[Stored items from a collection]

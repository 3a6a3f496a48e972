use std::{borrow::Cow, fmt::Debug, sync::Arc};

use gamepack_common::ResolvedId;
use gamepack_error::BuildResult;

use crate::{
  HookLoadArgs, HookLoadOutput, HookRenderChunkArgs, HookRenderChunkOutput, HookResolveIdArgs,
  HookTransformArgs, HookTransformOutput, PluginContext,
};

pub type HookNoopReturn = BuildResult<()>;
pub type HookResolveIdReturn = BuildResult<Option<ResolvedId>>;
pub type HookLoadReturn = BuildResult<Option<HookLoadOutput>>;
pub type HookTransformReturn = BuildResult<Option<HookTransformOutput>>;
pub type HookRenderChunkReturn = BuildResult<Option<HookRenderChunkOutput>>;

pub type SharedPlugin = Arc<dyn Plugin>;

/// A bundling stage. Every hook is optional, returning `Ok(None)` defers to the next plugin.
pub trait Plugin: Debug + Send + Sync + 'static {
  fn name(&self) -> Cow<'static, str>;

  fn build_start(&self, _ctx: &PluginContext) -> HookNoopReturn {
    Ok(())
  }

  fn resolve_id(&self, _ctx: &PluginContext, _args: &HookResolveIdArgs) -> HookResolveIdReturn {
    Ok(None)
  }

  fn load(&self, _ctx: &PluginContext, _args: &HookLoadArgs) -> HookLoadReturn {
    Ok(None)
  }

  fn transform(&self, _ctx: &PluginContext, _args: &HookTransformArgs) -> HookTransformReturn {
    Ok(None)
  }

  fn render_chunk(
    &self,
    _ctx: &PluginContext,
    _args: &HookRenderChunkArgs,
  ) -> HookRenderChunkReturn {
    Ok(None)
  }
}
==
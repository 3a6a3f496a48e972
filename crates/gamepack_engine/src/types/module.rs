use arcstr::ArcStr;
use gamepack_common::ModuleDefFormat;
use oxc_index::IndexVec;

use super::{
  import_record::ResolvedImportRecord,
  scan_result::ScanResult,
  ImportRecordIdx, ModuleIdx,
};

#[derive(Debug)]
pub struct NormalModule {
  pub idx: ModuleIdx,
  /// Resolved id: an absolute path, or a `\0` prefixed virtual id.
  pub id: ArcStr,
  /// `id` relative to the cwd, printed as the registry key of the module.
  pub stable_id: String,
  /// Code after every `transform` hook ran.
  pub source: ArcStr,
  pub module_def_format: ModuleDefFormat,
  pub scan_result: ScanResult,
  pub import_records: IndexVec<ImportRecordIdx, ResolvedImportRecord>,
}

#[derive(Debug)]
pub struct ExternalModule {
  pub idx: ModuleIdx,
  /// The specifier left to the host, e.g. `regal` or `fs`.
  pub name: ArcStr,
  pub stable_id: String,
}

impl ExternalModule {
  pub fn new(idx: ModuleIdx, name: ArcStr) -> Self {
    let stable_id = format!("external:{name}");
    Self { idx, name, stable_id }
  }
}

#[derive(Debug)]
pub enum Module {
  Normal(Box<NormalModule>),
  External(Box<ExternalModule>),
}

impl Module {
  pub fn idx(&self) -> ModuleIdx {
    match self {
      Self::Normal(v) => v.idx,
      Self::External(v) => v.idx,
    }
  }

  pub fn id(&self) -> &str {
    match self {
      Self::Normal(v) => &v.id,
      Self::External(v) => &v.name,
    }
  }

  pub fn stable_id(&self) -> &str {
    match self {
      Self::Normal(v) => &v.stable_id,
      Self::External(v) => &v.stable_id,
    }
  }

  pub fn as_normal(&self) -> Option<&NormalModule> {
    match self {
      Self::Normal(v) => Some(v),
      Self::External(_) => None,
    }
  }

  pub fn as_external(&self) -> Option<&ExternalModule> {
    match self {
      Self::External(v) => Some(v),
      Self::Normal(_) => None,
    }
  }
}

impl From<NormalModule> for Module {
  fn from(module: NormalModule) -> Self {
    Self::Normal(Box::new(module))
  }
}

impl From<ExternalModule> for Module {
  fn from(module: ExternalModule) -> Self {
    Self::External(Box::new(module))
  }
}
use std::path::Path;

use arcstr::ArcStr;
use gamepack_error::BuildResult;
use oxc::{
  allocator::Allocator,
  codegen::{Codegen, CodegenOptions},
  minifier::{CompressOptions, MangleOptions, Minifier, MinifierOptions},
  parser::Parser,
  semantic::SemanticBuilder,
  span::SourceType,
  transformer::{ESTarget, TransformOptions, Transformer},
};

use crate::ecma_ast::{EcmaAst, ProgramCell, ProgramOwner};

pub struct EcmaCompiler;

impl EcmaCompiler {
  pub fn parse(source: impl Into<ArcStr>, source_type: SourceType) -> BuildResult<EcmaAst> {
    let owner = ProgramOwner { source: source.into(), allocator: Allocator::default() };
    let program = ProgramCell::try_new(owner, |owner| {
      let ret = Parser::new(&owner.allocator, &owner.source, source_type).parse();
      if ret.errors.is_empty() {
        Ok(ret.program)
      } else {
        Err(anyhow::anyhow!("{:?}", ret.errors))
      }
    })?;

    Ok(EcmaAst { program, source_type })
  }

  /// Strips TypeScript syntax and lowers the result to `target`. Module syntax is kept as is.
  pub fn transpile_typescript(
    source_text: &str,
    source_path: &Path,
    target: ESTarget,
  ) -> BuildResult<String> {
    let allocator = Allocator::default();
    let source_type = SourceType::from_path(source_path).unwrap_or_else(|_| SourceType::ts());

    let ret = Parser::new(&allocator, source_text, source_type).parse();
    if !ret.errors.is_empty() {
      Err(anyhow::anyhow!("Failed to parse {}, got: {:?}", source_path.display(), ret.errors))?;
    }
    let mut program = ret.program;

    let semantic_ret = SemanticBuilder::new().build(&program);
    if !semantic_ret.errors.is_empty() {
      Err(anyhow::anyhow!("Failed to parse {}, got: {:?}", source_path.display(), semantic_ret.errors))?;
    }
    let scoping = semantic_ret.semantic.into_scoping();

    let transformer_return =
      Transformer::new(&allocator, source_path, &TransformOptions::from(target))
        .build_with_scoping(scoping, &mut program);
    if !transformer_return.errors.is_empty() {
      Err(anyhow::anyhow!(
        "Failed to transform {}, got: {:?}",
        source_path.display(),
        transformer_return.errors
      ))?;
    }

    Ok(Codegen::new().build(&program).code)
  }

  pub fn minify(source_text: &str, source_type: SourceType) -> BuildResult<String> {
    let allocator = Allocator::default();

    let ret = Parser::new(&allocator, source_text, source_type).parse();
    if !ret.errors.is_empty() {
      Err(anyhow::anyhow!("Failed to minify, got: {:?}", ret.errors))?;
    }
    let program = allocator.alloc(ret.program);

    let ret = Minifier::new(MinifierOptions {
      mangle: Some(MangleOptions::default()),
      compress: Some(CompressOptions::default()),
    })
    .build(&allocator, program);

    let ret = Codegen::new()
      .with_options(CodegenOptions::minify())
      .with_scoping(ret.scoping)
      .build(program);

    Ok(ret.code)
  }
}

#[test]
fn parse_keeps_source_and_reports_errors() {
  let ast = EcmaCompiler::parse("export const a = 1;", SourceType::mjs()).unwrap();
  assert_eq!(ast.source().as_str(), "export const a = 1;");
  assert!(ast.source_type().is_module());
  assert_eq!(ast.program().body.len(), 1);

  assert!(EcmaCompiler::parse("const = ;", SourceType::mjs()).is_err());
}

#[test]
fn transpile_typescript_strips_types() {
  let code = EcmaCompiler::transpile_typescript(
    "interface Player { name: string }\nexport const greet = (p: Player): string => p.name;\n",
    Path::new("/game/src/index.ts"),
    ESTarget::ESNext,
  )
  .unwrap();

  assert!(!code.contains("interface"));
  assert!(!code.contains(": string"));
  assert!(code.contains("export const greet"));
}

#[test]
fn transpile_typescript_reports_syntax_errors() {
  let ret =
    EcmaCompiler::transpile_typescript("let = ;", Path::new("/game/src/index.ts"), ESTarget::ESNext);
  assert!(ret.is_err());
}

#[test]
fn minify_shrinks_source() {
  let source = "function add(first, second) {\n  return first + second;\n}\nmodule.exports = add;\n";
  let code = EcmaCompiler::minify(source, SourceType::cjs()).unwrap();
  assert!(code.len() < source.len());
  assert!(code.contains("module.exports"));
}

(DESCRIPTION OF THE TASK) Look through the entries for the string "HookLoadReturn". Every line that has it belongs in the answer.

(TASK RESPONSE)
pub type HookLoadReturn = BuildResult<Option<HookLoadOutput>>;
  fn load(&self, _ctx: &PluginContext, _args: &HookLoadArgs) -> HookLoadReturn {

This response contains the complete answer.